Unlike proprietary approaches to fast dormancy, the new standard allows operators to take full
advantage of smart network features such as Cell_PCH without worrying that individual handset
settings will ignore network controls.

The test was conducted at Nokia Siemens Networks’ Smart Lab in Dallas using Nokia Siemens
Networks’ Flexi Multiradio Base Station and Radio Network Controller and Qualcomm’s
QSC7230TM smartphone optimized chipset. The test showed how smartphones can act
dynamically, exploiting Cell_PCH on Nokia Siemens Networks’ smart networks or adjusting to
Fast Dormancy on other vendors’ traditional networks.

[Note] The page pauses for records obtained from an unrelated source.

/// Next tile: its colour and column, with a bar filling up until it drops.
fn draw_next_preview(frame: &mut Frame, view: &View, area: Rect) {
    let theme = view.theme;
    let block = sidebar_block(theme);
    let inner = block.inner(area);
    block.render(area, frame.buffer_mut());
    let rows = Layout::default()
        .direction(Direction::Vertical)
        .constraints([Constraint::Length(1), Constraint::Length(1)])
        .split(inner);

    let title = Span::styled("Next: ", Style::default().fg(theme.title));
    let Some(NextSpawn { column, value }) = view.state.next_spawn() else {
        let line = Line::from(vec![
            title,
            Span::styled("none", Style::default().fg(theme.inactive_fg)),
        ]);
        Paragraph::new(line).render(rows[0], frame.buffer_mut());
        return;
    };
    let colour = theme.tile_color(value);
    let line = Line::from(vec![
        title,
        Span::styled("██", Style::default().fg(colour).bg(theme.bg)),
        Span::styled(format!(" col {}", column + 1), Style::default().fg(theme.main_fg)),
    ]);
    Paragraph::new(line).render(rows[0], frame.buffer_mut());

    let gauge = Gauge::default()
        .ratio(view.state.spawn_progress().clamp(0.0, 1.0))
        .gauge_style(Style::default().fg(colour));
    gauge.render(rows[1], frame.buffer_mut());
}

/// Draw one coloured block per tile type in play.
fn draw_colour_strip(frame: &mut Frame, theme: &Theme, types: usize, area: Rect) {
    for value in 1..=types {
        let x = area.x.saturating_add(cells(value - 1).saturating_mul(CELL_WIDTH));
        if x.saturating_add(CELL_WIDTH) > area.right() {
            break;
        }
        let c = theme.tile_color(value as i32);
        frame
            .buffer_mut()
            .set_string(x, area.y, "██", Style::default().fg(c).bg(theme.bg));
    }
}

pub fn draw_quit_menu(frame: &mut Frame, theme: &Theme, selected: QuitOption) {
    let area = frame.area();
    let quit_rect = centered(area, 24, 8);

    let block = Block::default()
        .borders(Borders::ALL)
        .border_style(Style::default().fg(theme.title))
        .title(" Quit? ");

    Clear.render(quit_rect, frame.buffer_mut());
    for y in quit_rect.y..quit_rect.bottom() {
        for x in quit_rect.x..quit_rect.right() {
            frame.buffer_mut()[(x, y)].set_style(Style::default().bg(theme.bg));
        }
    }

    let inner = block.inner(quit_rect);
    block.render(quit_rect, frame.buffer_mut());

    let options = [
        (QuitOption::Resume, " Resume "),
        (QuitOption::MainMenu, " Main Menu "),
        (QuitOption::Exit, " Exit "),
    ];

    for (i, (opt, label)) in options.iter().enumerate() {
        let style = if *opt == selected {
            bold(Style::default().fg(theme.bg).bg(theme.title))
        } else {
            Style::default().fg(theme.title)
        };
        let rx = inner.x + (inner.width.saturating_sub(label.len() as u16)) / 2;
        let ry = inner.y + 1 + i as u16 * 2;
        if ry < inner.bottom() {
            frame.buffer_mut().set_string(rx, ry, label, style);
        }
    }
}

#[cfg(test)]
mod tests {
    use super::*;
    use matchtui::BoardConfig;

    fn board(rows: usize, columns: usize) -> Board {
        let config = BoardConfig {
            rows,
            columns,
            default_row_fill_count: 1,
            seed: Some(1),
            ..BoardConfig::default()
        };
        Board::new(&config).unwrap()
    }

    #[test]
    fn bottom_row_is_drawn_last() {
        let board = board(4, 3);
        let rect = Rect::new(10, 5, 6, 4);
        assert_eq!(cell_origin(rect, &board, Coord::new(0, 0)), (10, 8));
        assert_eq!(cell_origin(rect, &board, Coord::new(3, 2)), (14, 5));
    }

    #[test]
    fn flash_covers_both_columns_of_a_cell() {
        let board = board(2, 2);
        let rect = Rect::new(0, 0, 4, 2);
        let set = flash_buffer_positions(rect, &board, &[Coord::new(1, 1)]);
        assert_eq!(set, HashSet::from([(2, 0), (3, 0)]));
    }

    #[test]
    fn playfield_includes_border() {
        assert_eq!(playfield_size(&board(8, 10)), (22, 10));
    }

    #[test]
    fn oversized_boards_clamp_to_the_terminal_range() {
        let board = board(2, 40_000);
        assert_eq!(playfield_size(&board), (u16::MAX, 4));
        let rect = Rect::new(10, 0, 100, 2);
        assert_eq!(cell_origin(rect, &board, Coord::new(0, 39_999)), (u16::MAX, 1));
        let (playfield, _) = game_areas(Rect::new(0, 0, 80, 24), &board);
        assert!(playfield.width <= 80);
    }

    #[test]
    fn next_marker_darkens_toward_the_spawn() {
        assert_eq!(next_marker(0.0), "░░");
        assert_eq!(next_marker(0.5), "▒▒");
        assert_eq!(next_marker(0.9), "▓▓");
        assert_eq!(next_marker(1.0), "▓▓");
    }

    #[test]
    fn sidebar_shows_the_next_tile() {
        use matchtui::PacingConfig;
        use ratatui::{Terminal, backend::TestBackend};

        let config = BoardConfig {
            seed: Some(3),
            ..BoardConfig::default()
        };
        let state = GameState::new(GameMode::Endless, &config, &PacingConfig::default()).unwrap();
        let next = state.next_spawn().unwrap();
        let theme = Theme::default();
        let menu = MenuState {
            current_tab: MenuTab::Mode,
            selected_mode: GameMode::Endless,
        };
        let view = View {
            screen: Screen::Playing,
            state: &state,
            theme: &theme,
            paused: false,
            menu: &menu,
            quit_selected: QuitOption::Resume,
            best: 0,
            new_high_score: false,
        };
        let mut terminal = Terminal::new(TestBackend::new(80, 24)).unwrap();
        let mut flash = Flash::default();
        terminal
            .draw(|f| draw(f, &view, &mut flash, Instant::now()))
            .unwrap();

        let buffer = terminal.backend().buffer();
        let text: String = buffer.content().iter().map(|cell| cell.symbol()).collect();
        assert!(text.contains(&format!("Next: ██ col {}", next.column + 1)));
        assert!(text.contains("░░"));
    }
}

In fact the operators have been getting upset quite for some time because of smartphone
hacks that save the UE battery life but cause network signalling congestion. See here.

To explain the problem, lets look at the actual signalling that occurs when the UE is not
transmitting anything. Most probably it gets put into CELL_PCH or URA_PCH state.
Then when keep alive messages need to be sent then the state is transitioned to
CELL_FACH and once done its sent back to CELL_PCH. Now the transitioning back
from CELL_FACH (or CELL_DCH) to CELL_PCH can take quite some time,
depending on the operator parameters and this wastes the UE battery life.

To get round this problem, the UE manufacturers put a hack in the phone and what they do is
that if there no data to transmit for a small amount of time, the UE sends RRC Signalling
Connection Release Indication (SCRI) message. This message is supposed to be used in case
when something is gone wrong in the UE and the UE wants the network to tear the connection
down by sending RRC Connection Release message. Anyway, the network is forced to Release
the connection.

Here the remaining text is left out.